For this reason, a special radio and link establishment procedure is used to cope with this behaviour .
It consists of receiving the CHANNEL REQUEST messages on outer BCCH frequency, and allocating the SDCCH channel
according to the MS estimated position. The IMMEDIATE ASSIGNMENT COMMAND for an SDCCH is sent on the outer cell
BCCH frequencies, but the SDCCH may be allocated in either inner or outer cell, depending on the MS position.
(1) The MS camping on the outer cell sends an access burst on the RACH on outer cell BCCH frequency. These bursts will
be received successfully in the inner cell by the BCCH TRE. In the outer cell, the access burst arrives too early and
cannot be decoded.
(2) The inner cell BCCH TRE sends a CHANNEL REQUIRED message to the BSC containing the random reference sent by
the mobile, the TDMA frame number when the message was sent over the air and the measured TOA.
(3) The TCU controlling this TRE allocates an SDCCH subchannel to the transaction in the inner cell and asks the BTS to
activate this subchannel.
(4) The BTS activates the requested channel and sends back and acknowledgement, once this is done.
(5) The TCU sends the IMMEDIATE ASSIGNMENT COMMAND (which provides the description of the allocated SDCCH) to
the BCCH TRE of the inner cell.
The TCU controlling the inner cell BCCH sends a copy of the message to the TCU handling the BCCH of the outer cell.
This is done if and only if the timing advance IE included in the CHANNEL REQUIRED is smaller than 60, thus indicating
that the MS is strictly in the inner cell (in order to avoid that the MS receives two Immediate Assignment messages when
located in the overlap zone).
The TCU controlling the outer cell BCCH forwards the IMMEDIATE ASSIGNMENT COMMAND to the outer cell BCCH TRE.

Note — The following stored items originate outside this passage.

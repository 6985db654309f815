use crate::commands::report::number_of_events;
use crate::commands::CmdResult;
use crate::error::Result;
use crate::remote::ContractService;

/// Contract details plus the number of events applied to it.
pub fn run<S: ContractService>(service: &S, id: &str) -> Result<CmdResult> {
    let contract = service.get_contract(id)?;
    let events = number_of_events(service, id)?;
    Ok(CmdResult::default()
        .with_contract(contract)
        .with_event_count(events))
}

#[cfg(test)]
mod tests {
    use super::*;
    use crate::error::FiretruckError;
    use crate::remote::memory::{fixtures, InMemoryService};

    #[test]
    fn shows_contract_and_event_count() {
        let service = InMemoryService::new();
        service.add_contract("c1", fixtures::events(3));

        let result = run(&service, "c1").unwrap();
        assert_eq!(result.contract.map(|c| c.id), Some("c1".to_string()));
        assert_eq!(result.event_count, Some(3));
    }

    #[test]
    fn unknown_contract() {
        let service = InMemoryService::new();
        let err = run(&service, "ghost").unwrap_err();
        assert_eq!(err.to_string(), "Could not find contract with id: ghost");
        assert!(matches!(err, FiretruckError::NotFound { .. }));
    }
}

(6) The IMMEDIATE ASSIGNMENT message is sent over the air to the MS on the AGCH of the outer cell.
(6') The IMMEDIATE ASSIGNMENT message sent by the inner cell is lost, because the MS listens to the outer cell
frequency.
(7) The mobile switches its transceiver to the SDCCH allocated in the inner cell and sends repeatedly an SABM frame to
establish the layer 2 connection with the BTS.
(8) The BTS acknowledges the establishment of the LapDm link to the MS with a UA frame sent on the SDCCH allocated
to the MS.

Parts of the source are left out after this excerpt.